Scientific classification
- Kingdom: Animalia
- Phylum: Chordata
- Class: Actinopterygii
- Order: Cypriniformes
- Family: Leuciscidae
- Subfamily: Pogonichthyinae
- Genus: Hybopsis
- Species: H. amblops
- Binomial name: Hybopsis amblops (Rafinesque, 1820)
- Synonyms: Rutilus amblops Rafinesque, 1820 ; Notropis amblops (Rafinesque, 1820) ; Hybopsis gracilis Agassiz, 1854 ; Cearatichthys hyalinus Cope, 1868 ;

= Bigeye chub =

- Authority: (Rafinesque, 1820)
- Conservation status: LC

Species of fish

Bigeye chub (Hybopsis amblops) is a species of freshwater ray-finned fish belonging to the family Leuciscidae, the shiners, daces and minnows. This species is found in the United States.
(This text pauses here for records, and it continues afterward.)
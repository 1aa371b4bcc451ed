use std::{
    fs::File,
    io::{BufWriter, Write},
    time::Instant,
};

use anyhow::{Context, Result};
use clap::Parser;
use l3probe_bin::summary::Summary;
use l3probe_bin::timer::{TimerKind, construct_timer};
use l3probe_bin::init_logging_with_progress;
use l3probe_core::{CacheProber, ExperimentData, ProbeConfig};
use log::{info, warn};
use serde::Serialize;

/// CLI arguments for the `probe` binary.
///
/// Values given on the command line override the values of the `--config` file,
/// which in turn override the built-in defaults.
#[derive(Debug, Parser, Serialize, Clone)]
struct CliArgs {
    /// JSON file with a probe configuration.
    #[clap(long = "config")]
    config: Option<String>,
    /// The number of measurement rounds.
    #[clap(long = "rounds")]
    rounds: Option<u64>,
    /// The size of the eviction and probe buffers in KB.
    #[clap(long = "size")]
    size_kb: Option<usize>,
    /// The stride of the eviction sweep in bytes.
    #[clap(long = "stride")]
    stride: Option<usize>,
    /// The offset of the probed word in bytes.
    #[clap(long = "offset")]
    offset: Option<usize>,
    /// The timer to use.
    #[clap(long = "timer", value_enum, default_value = "instant")]
    timer: TimerKind,
    /// Repeat the measurement this many times, each with fresh buffers.
    #[clap(
        long = "repeat",
        default_value = "1",
        value_parser = clap::builder::RangedU64ValueParser::<usize>::new().range(1..)
    )]
    repeat: usize,
    /// Record the raw timings of every round.
    #[clap(long = "samples")]
    samples: bool,
    /// Output file for results (JSON format).
    #[clap(long = "output")]
    output: Option<String>,
    /// Show a progress bar over the rounds.
    #[clap(long = "progress")]
    progress: bool,
}

impl CliArgs {
    fn probe_config(&self) -> Result<ProbeConfig> {
        let mut config = match &self.config {
            Some(path) => ProbeConfig::from_jsonfile(path)?,
            None => ProbeConfig::default(),
        };
        if let Some(rounds) = self.rounds {
            config.rounds = rounds;
        }
        if let Some(size_kb) = self.size_kb {
            config.buffer_size = size_kb
                .checked_mul(1024)
                .with_context(|| format!("buffer size of {} KB overflows usize", size_kb))?;
        }
        if let Some(stride) = self.stride {
            config.stride = stride;
        }
        if let Some(offset) = self.offset {
            config.probe_offset = offset;
        }
        config.keep_samples |= self.samples;
        Ok(config)
    }
}

fn save_to_file(filename: &str, reports: &[ExperimentData]) -> Result<()> {
    let file = File::create(filename)?;
    let mut writer = BufWriter::new(file);
    if let [report] = reports {
        serde_json::to_writer_pretty(&mut writer, report)?;
    } else {
        serde_json::to_writer_pretty(&mut writer, reports)?;
    }
    writer.flush()?;
    info!("Results saved to {}", filename);
    Ok(())
}

fn main() -> Result<()> {
    let progress = init_logging_with_progress()?;

    let args = CliArgs::parse();
    info!("CLI args: {:?}", args);

    let config = args.probe_config()?;
    info!("Probe config: {:?}", config);

    let start_time = Instant::now();
    let mut reports = Vec::with_capacity(args.repeat);

    for rep in 1..=args.repeat {
        info!("Starting repetition {}/{}", rep, args.repeat);
        let mut builder = CacheProber::builder()
            .timer(construct_timer(args.timer)?)
            .config(config.clone());
        if args.progress {
            builder = builder.progress(progress.clone());
        }
        let mut prober = builder.build()?;
        let report = prober.run();
        info!("{}", serde_json::to_string(&report.result)?);
        let deviation = report.result.control_deviation();
        if deviation.cold > 0.5 || deviation.warm > 0.5 {
            warn!(
                "Control reads deviate from primary reads: cold {:.1}%, warm {:.1}%",
                deviation.cold * 100.0,
                deviation.warm * 100.0
            );
        }
        reports.push(report);
    }

    if let Some(output_file) = &args.output {
        save_to_file(output_file, &reports)?;
    }

    if let Some(summary) = Summary::from_reports(&reports) {
        if summary.repetitions > 1 {
            info!("=== PROBE SUMMARY ===");
            info!("Repetitions: {}", summary.repetitions);
            info!(
                "Evicted reads slower than cached reads: {}/{}",
                summary.ordered, summary.repetitions
            );
            info!("Mean averages: {}", serde_json::to_string(&summary.mean)?);
        }
    }
    info!(
        "Total probe time: {:.2}s",
        start_time.elapsed().as_secs_f64()
    );

    Ok(())
}

#[cfg(test)]
mod tests {
    use super::CliArgs;
    use clap::Parser;

    #[test]
    fn test_size_flag_in_kb() -> anyhow::Result<()> {
        let args = CliArgs::try_parse_from(["probe", "--size", "64", "--offset", "8"])?;
        let config = args.probe_config()?;
        assert_eq!(config.buffer_size, 64 * 1024);
        assert_eq!(config.probe_offset, 8);
        assert_eq!(args.repeat, 1);
        Ok(())
    }

    #[test]
    fn test_oversized_size_flag_is_an_error() -> anyhow::Result<()> {
        let size = (usize::MAX / 512).to_string();
        let args = CliArgs::try_parse_from(["probe", "--size", size.as_str()])?;
        assert!(args.probe_config().is_err());
        Ok(())
    }

    #[test]
    fn test_zero_repetitions_rejected() {
        assert!(CliArgs::try_parse_from(["probe", "--repeat", "0"]).is_err());
        assert!(CliArgs::try_parse_from(["probe", "--repeat", "2"]).is_ok());
    }
}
==Geographic distribution==
The native range of the Bigeye chub includes the Lake Ontario and Lake Erie drainages in New York, Pennsylvania, Ohio, and Michigan as well as the Ohio River basin from New York to eastern Illinois and south to the Tennessee River drainage, Georgia and Alabama, and the Ozarks of southern Missouri, northern Arkansas, and northeastern Oklahoma. There is one record of this species in the Cottonwood River in Kansas. It is absent from the Missouri River drainage. This species is listed threatened in Illinois.

==Ecology==
The bigeye chub is a freshwater fish of the United States. It prefers a habitat near riffles in quiet water with aquatic vegetation, in small to moderate size, clear-water tributaries with a sand, gravel, or rocky substrate. It is highly intolerant of siltation.

==Characteristics==

This species has a long, blunt snout with a down turned, overhanging mouth. It is a light greenish yellow color, besides the black lateral stripe stretching from its mouth to the tail. Like other Hybopisis, this species has a single mouth barbel that contains taste buds. The bigeye chub has an elliptical eye shape that is directed upward. They reach about 2 to 3 in in length. Their diet consists of aquatic insects such as different kinds of larvae and large mayfly.

==History==
The bigeye chub experienced drastic population declines in the mid 20th century. In the 1970's and 1980's, they were so rapidly disappearing they were thought to be extirpated. With recovery methods and research, a steady increase has been seen since 2000 in central Illinois. They are now considered threatened there.